══ Excerpted records
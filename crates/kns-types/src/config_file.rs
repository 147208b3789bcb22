use std::fmt::Debug;
use std::io::Error as IoError;
use std::io::Write;
use std::path::{Path, PathBuf};
use std::fs::{File, read_to_string};

use tracing::debug;
use serde::{Serialize, de::DeserializeOwned};
use thiserror::Error;

#[derive(Debug, Error)]
pub enum LoadConfigError {
    #[error("unable to read config {path}: {source}")]
    IoError { path: PathBuf, source: IoError },
    #[error("invalid toml: {0}")]
    TomlError(#[from] toml::de::Error),
    #[error("unable to serialize config: {0}")]
    SerializeError(#[from] toml::ser::Error),
}

/// TOML persistence for any serde config type
pub trait SaveLoadConfig {
    fn save_to<T: AsRef<Path>>(&self, path: T) -> Result<(), LoadConfigError>;
    fn load_from<T: AsRef<Path>>(path: T) -> Result<Self, LoadConfigError>
    where
        Self: Sized;
    fn load_str(config: &str) -> Result<Self, LoadConfigError>
    where
        Self: Sized;
}

impl<S> SaveLoadConfig for S
where
    S: Serialize + DeserializeOwned + Debug,
{
    fn save_to<T: AsRef<Path>>(&self, path: T) -> Result<(), LoadConfigError> {
        let path_ref = path.as_ref();
        debug!("saving config: {:#?} to: {:#?}", self, path_ref);
        let toml = toml::to_string(self)?;

        let io_err = |source| LoadConfigError::IoError {
            path: path_ref.to_owned(),
            source,
        };
        let mut file = File::create(path_ref).map_err(io_err)?;
        file.write_all(toml.as_bytes()).map_err(io_err)?;
        file.sync_all().map_err(io_err)
    }

    fn load_from<T: AsRef<Path>>(path: T) -> Result<Self, LoadConfigError> {
        let path_ref = path.as_ref();
        debug!(?path_ref, "loading from");

        let file_str = read_to_string(path_ref).map_err(|source| LoadConfigError::IoError {
            path: path_ref.to_owned(),
            source,
        })?;

        Self::load_str(&file_str)
    }

    fn load_str(config: &str) -> Result<Self, LoadConfigError> {
        Ok(toml::from_str(config)?)
    }
}

#[cfg(test)]
mod test {

    use serde::{Deserialize, Serialize};

    use super::{LoadConfigError, SaveLoadConfig};

    #[derive(Debug, Default, PartialEq, Serialize, Deserialize)]
    struct Sample {
        name: String,
        #[serde(default)]
        retries: u16,
    }

    #[test]
    fn test_save_and_load() {
        let dir = tempfile::tempdir().expect("temp dir");
        let path = dir.path().join("sample.toml");
        let sample = Sample {
            name: "local".to_owned(),
            retries: 4,
        };
        sample.save_to(&path).expect("save");
        let loaded = Sample::load_from(&path).expect("load");
        assert_eq!(loaded, sample);
    }

    #[test]
    fn test_missing_file() {
        let err = Sample::load_from("/not/there.toml").expect_err("missing");
        assert!(matches!(err, LoadConfigError::IoError { .. }));
    }

    #[test]
    fn test_defaults_applied() {
        let sample = Sample::load_str(r#"name = "dev""#).expect("parse");
        assert_eq!(sample.retries, 0);
    }
}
════
(What the exercise asks)
Set out every record in full, exactly as given.

(Finished exercise)
filename crates/kns-types/src/config_file.rs
repository 147208b3789bcb22
use std::fmt::Debug;
use std::io::Error as IoError;
use std::io::Write;
use std::path::{Path, PathBuf};
use std::fs::{File, read_to_string};

use tracing::debug;
use serde::{Serialize, de::DeserializeOwned};
use thiserror::Error;

#[derive(Debug, Error)]
pub enum LoadConfigError {
    #[error("unable to read config {path}: {source}")]
    IoError { path: PathBuf, source: IoError },
    #[error("invalid toml: {0}")]
    TomlError(#[from] toml::de::Error),
    #[error("unable to serialize config: {0}")]
    SerializeError(#[from] toml::ser::Error),
}

/// TOML persistence for any serde config type
pub trait SaveLoadConfig {
    fn save_to<T: AsRef<Path>>(&self, path: T) -> Result<(), LoadConfigError>;
    fn load_from<T: AsRef<Path>>(path: T) -> Result<Self, LoadConfigError>
    where
        Self: Sized;
    fn load_str(config: &str) -> Result<Self, LoadConfigError>
    where
        Self: Sized;
}

impl<S> SaveLoadConfig for S
where
    S: Serialize + DeserializeOwned + Debug,
{
    fn save_to<T: AsRef<Path>>(&self, path: T) -> Result<(), LoadConfigError> {
        let path_ref = path.as_ref();
        debug!("saving config: {:#?} to: {:#?}", self, path_ref);
        let toml = toml::to_string(self)?;

        let io_err = |source| LoadConfigError::IoError {
            path: path_ref.to_owned(),
            source,
        };
        let mut file = File::create(path_ref).map_err(io_err)?;
        file.write_all(toml.as_bytes()).map_err(io_err)?;
        file.sync_all().map_err(io_err)
    }

    fn load_from<T: AsRef<Path>>(path: T) -> Result<Self, LoadConfigError> {
        let path_ref = path.as_ref();
        debug!(?path_ref, "loading from");

        let file_str = read_to_string(path_ref).map_err(|source| LoadConfigError::IoError {
            path: path_ref.to_owned(),
            source,
        })?;

        Self::load_str(&file_str)
    }

    fn load_str(config: &str) -> Result<Self, LoadConfigError> {
        Ok(toml::from_str(config)?)
    }
}

#[cfg(test)]
mod test {

    use serde::{Deserialize, Serialize};

    use super::{LoadConfigError, SaveLoadConfig};

    #[derive(Debug, Default, PartialEq, Serialize, Deserialize)]
    struct Sample {
        name: String,
        #[serde(default)]
        retries: u16,
    }

    #[test]
    fn test_save_and_load() {
        let dir = tempfile::tempdir().expect("temp dir");
        let path = dir.path().join("sample.toml");
        let sample = Sample {
            name: "local".to_owned(),
            retries: 4,
        };
        sample.save_to(&path).expect("save");
        let loaded = Sample::load_from(&path).expect("load");
        assert_eq!(loaded, sample);
    }

    #[test]
    fn test_missing_file() {
        let err = Sample::load_from("/not/there.toml").expect_err("missing");
        assert!(matches!(err, LoadConfigError::IoError { .. }));
    }

    #[test]
    fn test_defaults_applied() {
        let sample = Sample::load_str(r#"name = "dev""#).expect("parse");
        assert_eq!(sample.retries, 0);
    }
}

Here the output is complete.